Il Vino: salute!! The card on the relation wine and health

Consensus Statement: la carta dell’International Scientific Workshop  The truth about wine – La verità sul vino, firmata da alcuni importanti e stimati esperti internazionali riuniti in convegno al Castello di Grinzane Cavour sul rapporto tra vino e salute.

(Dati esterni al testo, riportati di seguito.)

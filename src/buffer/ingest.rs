use std::sync::Arc;
use std::time::Duration;

use tokio::sync::{mpsc, oneshot};
use tokio::task::JoinHandle;
use tokio::time::{Instant, sleep_until};
use tracing::{debug, info, warn};

use crate::buffer::sink::LogSink;
use crate::config::BufferConfig;
use crate::model::LogRecord;
use crate::observability::Metrics;

enum Command {
    Record(LogRecord),
    Flush(oneshot::Sender<()>),
    Shutdown(oneshot::Sender<()>),
}

#[derive(Debug, Clone, Copy)]
enum FlushReason {
    Immediate,
    BatchFull,
    Debounce,
    Manual,
    Shutdown,
}

/// Cheap handle for submitting records from any thread
///
/// `submit` never blocks and never fails from the caller's point of view.
#[derive(Clone)]
pub struct BufferHandle {
    tx: mpsc::UnboundedSender<Command>,
    metrics: Arc<Metrics>,
}

impl BufferHandle {
    pub fn submit(&self, record: LogRecord) {
        self.metrics.record_submitted();
        if self.tx.send(Command::Record(record)).is_err() {
            debug!("Ingest buffer closed, record dropped");
            self.metrics.record_dropped();
        }
    }

    /// Persist everything pending now and wait for the write to finish
    pub async fn flush(&self) {
        let (ack, done) = oneshot::channel();
        if self.tx.send(Command::Flush(ack)).is_ok() {
            let _ = done.await;
        }
    }
}

/// Ingestion buffer accumulating records and flushing them in batches
///
/// One background task owns the pending list. A batch is written when
///
/// 1. a record with an immediate severity arrives (it and everything pending),
/// 2. the pending list reaches `batch_size`,
/// 3. `debounce` elapses without any new submission,
/// 4. `flush` or `shutdown` is called.
///
/// Failed writes are logged and the batch is dropped.
pub struct IngestBuffer {
    handle: BufferHandle,
    worker: JoinHandle<()>,
}

impl IngestBuffer {
    pub fn spawn(sink: LogSink, config: BufferConfig, metrics: Arc<Metrics>) -> Self {
        let (tx, rx) = mpsc::unbounded_channel();
        info!(
            batch_size = config.batch_size,
            debounce_ms = config.debounce_ms,
            "Starting ingest buffer"
        );
        let worker = tokio::spawn(run(rx, sink, config, metrics.clone()));
        Self {
            handle: BufferHandle { tx, metrics },
            worker,
        }
    }

    pub fn handle(&self) -> BufferHandle {
        self.handle.clone()
    }

    pub fn submit(&self, record: LogRecord) {
        self.handle.submit(record);
    }

    pub async fn flush(&self) {
        self.handle.flush().await;
    }

    /// Flush whatever is pending and stop the worker
    pub async fn shutdown(self) {
        let (ack, done) = oneshot::channel();
        if self.handle.tx.send(Command::Shutdown(ack)).is_ok() {
            let _ = done.await;
        }
        if let Err(e) = self.worker.await {
            warn!(error = %e, "Ingest worker terminated abnormally");
        }
    }
}

async fn run(
    mut rx: mpsc::UnboundedReceiver<Command>,
    sink: LogSink,
    config: BufferConfig,
    metrics: Arc<Metrics>,
) {
    let debounce: Duration = config.debounce();
    let mut pending: Vec<LogRecord> = Vec::with_capacity(config.batch_size);
    let mut deadline: Option<Instant> = None;

    loop {
        tokio::select! {
            command = rx.recv() => match command {
                Some(Command::Record(record)) => {
                    let immediate = config.immediate_severities.contains(&record.severity);
                    pending.push(record);
                    if immediate {
                        deadline = None;
                        flush_pending(&sink, &mut pending, &metrics, FlushReason::Immediate).await;
                    } else if pending.len() >= config.batch_size {
                        deadline = None;
                        flush_pending(&sink, &mut pending, &metrics, FlushReason::BatchFull).await;
                    } else {
                        deadline = Some(Instant::now() + debounce);
                    }
                }
                Some(Command::Flush(ack)) => {
                    deadline = None;
                    flush_pending(&sink, &mut pending, &metrics, FlushReason::Manual).await;
                    let _ = ack.send(());
                }
                Some(Command::Shutdown(ack)) => {
                    flush_pending(&sink, &mut pending, &metrics, FlushReason::Shutdown).await;
                    let _ = ack.send(());
                    break;
                }
                None => {
                    flush_pending(&sink, &mut pending, &metrics, FlushReason::Shutdown).await;
                    break;
                }
            },
            _ = sleep_until(deadline.unwrap_or_else(Instant::now)), if deadline.is_some() => {
                deadline = None;
                flush_pending(&sink, &mut pending, &metrics, FlushReason::Debounce).await;
            }
        }
    }

    info!("Ingest buffer stopped");
}

async fn flush_pending(
    sink: &LogSink,
    pending: &mut Vec<LogRecord>,
    metrics: &Metrics,
    reason: FlushReason,
) {
    if pending.is_empty() {
        return;
    }
    let batch = std::mem::take(pending);
    let count = batch.len();

    match sink.write(batch).await {
        Ok(written) => {
            debug!(count = written, ?reason, "Flushed batch");
            metrics.flush_succeeded(written);
        }
        Err(e) => {
            warn!(error = %e, dropped = count, ?reason, "Flush failed, dropping batch");
            metrics.flush_failed(count);
        }
    }
}

#[cfg(test)]
mod tests {
    use super::*;
    use crate::buffer::sink::MemorySink;
    use crate::model::Severity;
    use crate::store::LogStore;
    use tempfile::TempDir;

    fn record(message: &str, severity: Severity) -> LogRecord {
        LogRecord::builder()
            .message(message)
            .severity(severity)
            .session_id("sess0001")
            .session_start_time(1_700_000_000.0)
            .build()
    }

    fn memory_buffer() -> (IngestBuffer, MemorySink, Arc<Metrics>) {
        let memory = MemorySink::new();
        let metrics = Arc::new(Metrics::new());
        let buffer = IngestBuffer::spawn(
            LogSink::Memory(memory.clone()),
            BufferConfig::default(),
            metrics.clone(),
        );
        (buffer, memory, metrics)
    }

    async fn settle() {
        tokio::time::sleep(Duration::from_millis(10)).await;
    }

    #[tokio::test(start_paused = true)]
    async fn test_batch_size_triggers_single_flush() {
        let (buffer, memory, metrics) = memory_buffer();

        for i in 0..49 {
            buffer.submit(record(&format!("m{}", i), Severity::Info));
        }
        settle().await;
        assert!(memory.batch_sizes().is_empty());

        buffer.submit(record("m49", Severity::Info));
        settle().await;
        assert_eq!(memory.batch_sizes(), vec![50]);

        tokio::time::sleep(Duration::from_secs(5)).await;
        assert_eq!(memory.batch_sizes(), vec![50]);
        assert_eq!(metrics.snapshot().flushes, 1);
    }

    #[tokio::test(start_paused = true)]
    async fn test_error_flushes_immediately() {
        let (buffer, memory, _) = memory_buffer();

        buffer.submit(record("boom", Severity::Error));
        settle().await;

        assert_eq!(memory.batch_sizes(), vec![1]);
        assert_eq!(memory.records()[0].message, "boom");
    }

    #[tokio::test(start_paused = true)]
    async fn test_immediate_flush_carries_pending_records_in_order() {
        let (buffer, memory, _) = memory_buffer();

        buffer.submit(record("a", Severity::Info));
        buffer.submit(record("b", Severity::Debug));
        buffer.submit(record("c", Severity::Info));
        buffer.submit(record("d", Severity::Warning));
        settle().await;

        let batches = memory.batches();
        assert_eq!(batches.len(), 1);
        let messages: Vec<_> = batches[0].iter().map(|r| r.message.as_str()).collect();
        assert_eq!(messages, vec!["a", "b", "c", "d"]);
    }

    #[tokio::test(start_paused = true)]
    async fn test_debounce_collapses_spaced_submissions() {
        let (buffer, memory, _) = memory_buffer();

        for i in 0..5 {
            buffer.submit(record(&format!("m{}", i), Severity::Info));
            tokio::time::sleep(Duration::from_secs(1)).await;
        }
        // Last submission happened 1s ago; debounce window is 2s.
        tokio::time::sleep(Duration::from_millis(900)).await;
        assert!(memory.batch_sizes().is_empty());

        tokio::time::sleep(Duration::from_millis(200)).await;
        assert_eq!(memory.batch_sizes(), vec![5]);
    }

    #[tokio::test(start_paused = true)]
    async fn test_manual_flush_drains_pending() {
        let (buffer, memory, _) = memory_buffer();

        buffer.submit(record("a", Severity::Info));
        buffer.submit(record("b", Severity::Info));
        buffer.flush().await;

        assert_eq!(memory.batch_sizes(), vec![2]);
    }

    #[tokio::test(start_paused = true)]
    async fn test_flush_with_nothing_pending_is_noop() {
        let (buffer, memory, metrics) = memory_buffer();

        buffer.flush().await;

        assert!(memory.batches().is_empty());
        assert_eq!(metrics.snapshot().flushes, 0);
    }

    #[tokio::test(start_paused = true)]
    async fn test_shutdown_flushes_pending() {
        let (buffer, memory, _) = memory_buffer();
        let handle = buffer.handle();

        handle.submit(record("late", Severity::Verbose));
        buffer.shutdown().await;

        assert_eq!(memory.batch_sizes(), vec![1]);

        handle.submit(record("after", Severity::Info));
        assert_eq!(memory.batch_sizes(), vec![1]);
    }

    #[tokio::test]
    async fn test_failed_flush_drops_batch_and_keeps_running() {
        let dir = TempDir::new().unwrap();
        let store = LogStore::open(dir.path()).unwrap();
        let metrics = Arc::new(Metrics::new());
        let buffer = IngestBuffer::spawn(
            LogSink::Store(store.clone()),
            BufferConfig::default(),
            metrics.clone(),
        );

        store.suspend();
        buffer.submit(record("lost", Severity::Error));
        buffer.flush().await;

        let snapshot = metrics.snapshot();
        assert_eq!(snapshot.records_dropped, 1);
        assert_eq!(snapshot.flushes_failed, 1);

        store.resume();
        buffer.submit(record("kept", Severity::Error));
        buffer.flush().await;

        let records = store
            .query(
                &crate::model::FilterCriteria::default(),
                crate::model::SortOrder::TimestampDesc,
                10,
                0,
            )
            .unwrap();
        assert_eq!(records.len(), 1);
        assert_eq!(records[0].message, "kept");
    }
}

Ecco i 10 punti fondamentali:

1. Il vino è da sempre parte della vita dell’uomo;

2. Il vino è oggi apprezzato da un numero sempre più ampio di Paesi e ambiti culturali diversi;

3. Il vino è parte della dieta mediterranea;

4. Il vino è un prodotto naturale e i suoi componenti includono numerosi composti bio-attivi, soprattutto polifenoli;

5. Queste sostanze contribuiscono alle qualità sensoriali e al gusto, rendendo ogni vino unico e ideale complemento al cibo;

6. La ricerca scientifica ha dimostrato che il consumo moderato si associa a benefici per la salute, promuovendo la longevità e riducendo il rischio delle malattie da invecchiamento;

7. I meccanismi responsabili dei benefici sulla salute includono le attività antiossidanti e anti-infiammatorie di molti composti bioattivi e l’effetto favorevole sull’aggregazione piastrinica e sulla composizione dei lipidi nel sangue;

8. L’alcol derivato dalla fermentazione delle uve, ha effetti favorevoli sulla salute, se il vino è consumato in quantità moderata, dannosi se consumato in quantità eccessiva;

9. Le istituzioni dovrebbero sostenere la ricerca sugli effetti del consumo moderato sulla salute e promuovere programmi di educazione;

10. I programmi serviranno a prevenire l’abuso di alcolici, soprattutto fra i giovani, includendo: l’esistenza di una variabilità individuale nella tolleranza alcolica; i rischi di un consumo scorretto, con inclusione del bere compulsivo; l’aumento del rischio di incidenti stradali oltre i limiti consentiti dalla legge; gli effetti favorevoli di un consumo moderato e regolare di vino, come parte della dieta quotidiana.

English translation:

“Consensus Statement”, the card dell’ International Scientific Workshop “The truth about wine – The truth on the wine”, signed from international experts to the Castle of Grinzane of Cavour on the relation wine and health.  Here, in synthesis, the points:
1.  The wine is always part of  life of man;
2.  The wine today is appreciated from a wider number of Countries and cultural diversity.
3.  The wine is part of the Mediterranean diet.
4.  The wine is a natural product and its components include numerous composed bio-profits, above all polifenoli;
5.  These substances contribute to the sensory quality and to the flavor, giving back sole and ideal every wine complement to the food;
6.  The scientific research showed that the moderate consumption is associated with numerous health , promoting the longevity and reducing the risk of the illnesses from aging;
7.  The responsible  of  benefits about  health include the ant oxidizing activity and anti-inflammatory of many composed bioactive and favorable effect  piastrinic  aggregation  and on the lipids composition in the blood;
8. Diverting alcohol from the fermentation of the grapes, has favorable effects on the health, if the wine is consumed in moderate quantity, will be harmful if consumed in excessive quantity;
9.  The founding should support the search on the effects of the moderate consumption on the health and to promote programs of training;
10.  The programs will serve to prevent abuse of drinks, above all between the young, including: The existence of an individual variability in the alcoholic tolerance; the risks of an inaccurate consumption, with inclusion of compulsory drinking.
The increase of the road risks of accidents beyond the limits agreed from the law; the favorable effects of a moderate and moderate consumption of wine, like part of the daily diet.